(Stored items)

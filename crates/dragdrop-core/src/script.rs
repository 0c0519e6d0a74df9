//! Recorded event traces that can be replayed through a tracker.
//!
//! A script is JSON of the form:
//! ```json
//! {
//!   "sticky": false,
//!   "events": [
//!     { "type": "drag_start", "drag_id": "card-1" },
//!     { "type": "drag_enter", "drop_id": "todo" },
//!     { "type": "drop", "drop_id": "todo", "position": { "width": 100, "height": 50, "x": 10, "y": 10 } }
//!   ]
//! }
//! ```

use crate::state::{DragEvent, DragState, Transfer};
use crate::tracker::{DragTracker, TrackerConfig};
use serde::de::DeserializeOwned;
use serde::{Deserialize, Serialize};
use std::fmt::Debug;
use std::path::Path;
use thiserror::Error;

/// Script loading errors.
#[derive(Debug, Error)]
pub enum ScriptError {
    #[error("IO error: {0}")]
    Io(#[from] std::io::Error),
    #[error("Parse error: {0}")]
    Parse(#[from] serde_json::Error),
}

/// Result type for script operations.
pub type ScriptResult<T> = Result<T, ScriptError>;

/// A recorded sequence of drag events.
#[derive(Debug, Clone, PartialEq, Serialize, Deserialize)]
pub struct Script<D, P> {
    #[serde(default)]
    pub sticky: bool,
    pub events: Vec<DragEvent<D, P>>,
}

/// Outcome of replaying a script.
#[derive(Debug, Clone, PartialEq, Serialize, Deserialize)]
pub struct Report<D, P> {
    /// Transfers in the order they completed.
    pub transfers: Vec<Transfer<D, P>>,
    /// State after the last event.
    pub final_state: DragState<D, P>,
    /// Number of events that changed the state.
    pub changed: usize,
}

impl<D, P> Script<D, P>
where
    D: DeserializeOwned,
    P: DeserializeOwned,
{
    /// Parse a script from JSON text.
    pub fn from_json(json: &str) -> ScriptResult<Self> {
        Ok(serde_json::from_str(json)?)
    }

    /// Load a script from a JSON file.
    pub fn from_path(path: impl AsRef<Path>) -> ScriptResult<Self> {
        let json = std::fs::read_to_string(path)?;
        Self::from_json(&json)
    }
}

impl<D, P> Script<D, P>
where
    D: Clone + PartialEq + Debug,
    P: Clone + PartialEq + Debug,
{
    /// Replay the events through a fresh tracker.
    pub fn run(&self) -> Report<D, P> {
        let mut tracker = DragTracker::new(TrackerConfig { sticky: self.sticky });
        let mut transfers = Vec::new();
        let mut changed = 0;

        for event in &self.events {
            let outcome = tracker.handle(event.clone());
            if outcome.changed {
                changed += 1;
            }
            transfers.extend(outcome.transfer);
        }

        Report {
            transfers,
            final_state: tracker.state().clone(),
            changed,
        }
    }
}
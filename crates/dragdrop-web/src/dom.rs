//! DOM listener bindings for draggable elements and drop targets.

use crate::metrics::{ContentBox, parse_px};
use dragdrop_core::{DragEvent, DragState, DragTracker, Outcome, Position, TrackerConfig};
use std::cell::RefCell;
use std::fmt::Debug;
use std::rc::Rc;
use wasm_bindgen::JsCast;
use wasm_bindgen::prelude::*;
use web_sys::{Element, EventTarget};

/// Install the panic hook and route `log` output to the browser console.
pub fn init_logging() {
    console_error_panic_hook::set_once();
    if let Err(e) = console_log::init_with_level(log::Level::Info) {
        web_sys::console::warn_1(&format!("Logger already initialized: {}", e).into());
    }
}

/// Measure the event's current target and the pointer offset within it.
pub fn position_of(event: &web_sys::DragEvent) -> Option<Position> {
    let target = event.current_target()?.dyn_into::<Element>().ok()?;
    let style = web_sys::window()?.get_computed_style(&target).ok().flatten();
    let padding = |name: &str| {
        style
            .as_ref()
            .and_then(|s| s.get_property_value(name).ok())
            .map(|v| parse_px(&v))
            .unwrap_or(0.0)
    };

    let metrics = ContentBox {
        client_width: target.client_width() as f64,
        client_height: target.client_height() as f64,
        padding_left: padding("padding-left"),
        padding_right: padding("padding-right"),
        padding_top: padding("padding-top"),
        padding_bottom: padding("padding-bottom"),
        offset_x: event.offset_x() as f64,
        offset_y: event.offset_y() as f64,
    };
    Some(metrics.position())
}

type OutcomeCallback<D, P> = dyn Fn(&DragState<D, P>, &Outcome<D, P>);

/// A tracker shared between the listeners of one drag-and-drop zone.
///
/// The callback runs after every event with the new state, outside any
/// borrow of the tracker, so it may dispatch further events.
pub struct SharedTracker<D, P> {
    tracker: Rc<RefCell<DragTracker<D, P>>>,
    on_outcome: Rc<OutcomeCallback<D, P>>,
}

impl<D, P> Clone for SharedTracker<D, P> {
    fn clone(&self) -> Self {
        Self {
            tracker: Rc::clone(&self.tracker),
            on_outcome: Rc::clone(&self.on_outcome),
        }
    }
}

impl<D, P> SharedTracker<D, P>
where
    D: Clone + PartialEq + Debug + 'static,
    P: Clone + PartialEq + Debug + 'static,
{
    pub fn new(
        config: TrackerConfig,
        on_outcome: impl Fn(&DragState<D, P>, &Outcome<D, P>) + 'static,
    ) -> Self {
        Self {
            tracker: Rc::new(RefCell::new(DragTracker::new(config))),
            on_outcome: Rc::new(on_outcome),
        }
    }

    /// Feed an event to the tracker and notify the callback.
    pub fn dispatch(&self, event: DragEvent<D, P>) -> Outcome<D, P> {
        let outcome = self.tracker.borrow_mut().handle(event);
        let state = self.tracker.borrow().state().clone();
        (self.on_outcome)(&state, &outcome);
        outcome
    }

    pub fn state(&self) -> DragState<D, P> {
        self.tracker.borrow().state().clone()
    }
}

/// Image shown under the pointer while dragging, instead of the browser's
/// default snapshot of the dragged element.
#[derive(Debug, Clone)]
pub struct DragImage {
    pub element: Element,
    pub x: i32,
    pub y: i32,
}

/// An event listener that is removed when dropped.
struct Listener {
    target: EventTarget,
    kind: &'static str,
    closure: Closure<dyn FnMut(web_sys::DragEvent)>,
}

impl Listener {
    fn attach(
        target: &EventTarget,
        kind: &'static str,
        handler: impl FnMut(web_sys::DragEvent) + 'static,
    ) -> Result<Self, JsValue> {
        let closure = Closure::<dyn FnMut(web_sys::DragEvent)>::new(handler);
        target.add_event_listener_with_callback(kind, closure.as_ref().unchecked_ref())?;
        Ok(Self {
            target: target.clone(),
            kind,
            closure,
        })
    }
}

impl Drop for Listener {
    fn drop(&mut self) {
        if let Err(e) = self
            .target
            .remove_event_listener_with_callback(self.kind, self.closure.as_ref().unchecked_ref())
        {
            log::warn!("Failed to remove {} listener: {:?}", self.kind, e);
        }
    }
}

/// Listeners making an element draggable. Dropping this unbinds them.
pub struct Draggable {
    element: Element,
    _listeners: Vec<Listener>,
}

impl Draggable {
    /// Mark `element` draggable and report its drags as `drag_id`.
    pub fn bind<D, P>(
        element: &Element,
        drag_id: D,
        tracker: &SharedTracker<D, P>,
        image: Option<DragImage>,
    ) -> Result<Self, JsValue>
    where
        D: Clone + PartialEq + Debug + 'static,
        P: Clone + PartialEq + Debug + 'static,
    {
        element.set_attribute("draggable", "true")?;
        let target: &EventTarget = element.as_ref();

        let start = {
            let tracker = tracker.clone();
            Listener::attach(target, "dragstart", move |event| {
                let outcome = tracker.dispatch(DragEvent::DragStart {
                    drag_id: drag_id.clone(),
                });
                let Some(data) = event.data_transfer() else {
                    return;
                };
                // Firefox will not start a drag without a payload
                if let Err(e) = data.set_data("text/plain", "") {
                    log::debug!("dragstart set_data failed: {:?}", e);
                }
                if outcome.started {
                    if let Some(ref image) = image {
                        data.set_drag_image(&image.element, image.x, image.y);
                    }
                }
            })?
        };

        let end = {
            let tracker = tracker.clone();
            Listener::attach(target, "dragend", move |_| {
                tracker.dispatch(DragEvent::DragEnd);
            })?
        };

        Ok(Self {
            element: element.clone(),
            _listeners: vec![start, end],
        })
    }

    pub fn element(&self) -> &Element {
        &self.element
    }
}

/// Listeners making an element a drop target. Dropping this unbinds them.
pub struct Droppable {
    element: Element,
    _listeners: Vec<Listener>,
}

impl Droppable {
    /// Mark `element` as a drop target identified by `drop_id`.
    pub fn bind<D, P>(element: &Element, drop_id: P, tracker: &SharedTracker<D, P>) -> Result<Self, JsValue>
    where
        D: Clone + PartialEq + Debug + 'static,
        P: Clone + PartialEq + Debug + 'static,
    {
        let target: &EventTarget = element.as_ref();

        let enter = {
            let tracker = tracker.clone();
            let drop_id = drop_id.clone();
            Listener::attach(target, "dragenter", move |event| {
                event.prevent_default();
                tracker.dispatch(DragEvent::DragEnter {
                    drop_id: drop_id.clone(),
                });
            })?
        };

        let leave = {
            let tracker = tracker.clone();
            let drop_id = drop_id.clone();
            Listener::attach(target, "dragleave", move |_| {
                tracker.dispatch(DragEvent::DragLeave {
                    drop_id: drop_id.clone(),
                });
            })?
        };

        // The browser only allows a drop if dragover is cancelled
        let over = {
            let tracker = tracker.clone();
            let drop_id = drop_id.clone();
            Listener::attach(target, "dragover", move |event| {
                event.prevent_default();
                if let Some(position) = position_of(&event) {
                    tracker.dispatch(DragEvent::DragOver {
                        drop_id: drop_id.clone(),
                        position,
                    });
                }
            })?
        };

        let dropped = {
            let tracker = tracker.clone();
            Listener::attach(target, "drop", move |event| {
                event.prevent_default();
                let position = position_of(&event).unwrap_or_default();
                tracker.dispatch(DragEvent::Drop {
                    drop_id: drop_id.clone(),
                    position,
                });
            })?
        };

        Ok(Self {
            element: element.clone(),
            _listeners: vec![enter, leave, over, dropped],
        })
    }

    pub fn element(&self) -> &Element {
        &self.element
    }
}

PROBLEM REQUIREMENTS
Take every line above carrying "EventTarget" and return it.

EXPECTED OUTPUT
use web_sys::{Element, EventTarget};
    target: EventTarget,
        target: &EventTarget,
        let target: &EventTarget = element.as_ref();
        let target: &EventTarget = element.as_ref();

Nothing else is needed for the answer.